Thursday, February 19, 2015

B'Sue's Build-A-Line Challenge Blog Hop 2 is Here!

Last time we chatted, I shared that I had been doing a lot of thinking. And, boy, have I. There are 55 other women in this classroom and we have been talking about a lot of things. Pricing, favorite designers, what makes a line a line—all of this plus more has been discussed. What designer’s really inspire us? What inspiration drives us to create?

Flowers drive me. I failed to mention two other influences which have gotten me into this task of creation: Wendy Baker’s assemblage and collage jewelry and The BSK My Fair Lady Collection of Jewelry created for the film. I mentioned a few in the last blog, and you can go back and read it, if you want to. It’s just below in an earlier blog.
I fell on Bendy Who’s (persona for Wendy Baker) site on Etsy about six years ago.  What she was doing with metal flowers-OMG! The monochromatic flowers were fabulous.
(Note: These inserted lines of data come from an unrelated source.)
use serde::{Deserialize, Serialize};
use std::fmt;

/// A card rank. No suit is modeled; `Ten` stands for every ten-value card
/// (ten, jack, queen, king alike).
#[derive(Debug, Clone, Copy, PartialEq, Eq, Hash, Serialize, Deserialize)]
pub enum Card {
    Ace,
    Two,
    Three,
    Four,
    Five,
    Six,
    Seven,
    Eight,
    Nine,
    Ten,
}

impl Card {
    pub const ALL: [Card; 10] = [
        Card::Ace,
        Card::Two,
        Card::Three,
        Card::Four,
        Card::Five,
        Card::Six,
        Card::Seven,
        Card::Eight,
        Card::Nine,
        Card::Ten,
    ];

    /// Hard rank value in [1, 10]. The soft value of an ace is a scoring
    /// concern, not a card property.
    pub fn value(&self) -> u8 {
        match self {
            Card::Ace => 1,
            Card::Two => 2,
            Card::Three => 3,
            Card::Four => 4,
            Card::Five => 5,
            Card::Six => 6,
            Card::Seven => 7,
            Card::Eight => 8,
            Card::Nine => 9,
            Card::Ten => 10,
        }
    }

    pub fn is_ace(&self) -> bool {
        matches!(self, Card::Ace)
    }

    pub fn from_value(value: u8) -> Option<Self> {
        match value {
            1 => Some(Card::Ace),
            2 => Some(Card::Two),
            3 => Some(Card::Three),
            4 => Some(Card::Four),
            5 => Some(Card::Five),
            6 => Some(Card::Six),
            7 => Some(Card::Seven),
            8 => Some(Card::Eight),
            9 => Some(Card::Nine),
            10 => Some(Card::Ten),
            _ => None,
        }
    }

    pub fn to_display(&self) -> &'static str {
        match self {
            Card::Ace => "A",
            Card::Two => "2",
            Card::Three => "3",
            Card::Four => "4",
            Card::Five => "5",
            Card::Six => "6",
            Card::Seven => "7",
            Card::Eight => "8",
            Card::Nine => "9",
            Card::Ten => "10",
        }
    }
}

impl fmt::Display for Card {
    fn fmt(&self, f: &mut fmt::Formatter<'_>) -> fmt::Result {
        f.write_str(self.to_display())
    }
}

#[cfg(test)]
mod tests {
    use super::*;

    #[test]
    fn test_value_round_trips_through_from_value() {
        for card in Card::ALL {
            assert_eq!(Card::from_value(card.value()), Some(card));
        }
    }

    #[test]
    fn test_from_value_rejects_out_of_range() {
        assert_eq!(Card::from_value(0), None);
        assert_eq!(Card::from_value(11), None);
    }

    #[test]
    fn test_ace_is_ace() {
        assert!(Card::Ace.is_ace());
        assert!(!Card::Ten.is_ace());
    }

    #[test]
    fn test_display() {
        assert_eq!(Card::Ace.to_string(), "A");
        assert_eq!(Card::Seven.to_string(), "7");
        assert_eq!(Card::Ten.to_string(), "10");
    }
}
The color combos were fresh and unique. And that was just for the component site.  When she put things together for sale, she prepared with a line in mind. The collage arrangements were over the top runway gorgeous.  If you haven’t been introduced to her style, Google her name. It was a real inspiration.  What I learned from studying the pieces that she made was that she showed consistency yet diversity in her designs.  Yet, you always knew they were hers. I also learned you had to use quality materials for quality results.
The BSK My Fair Lady line was all about the flowers—colorful, enameling holding the line together in rich colors on Russian Gold Plate.  Glorious! I had the entire collection at one point.  Beautiful.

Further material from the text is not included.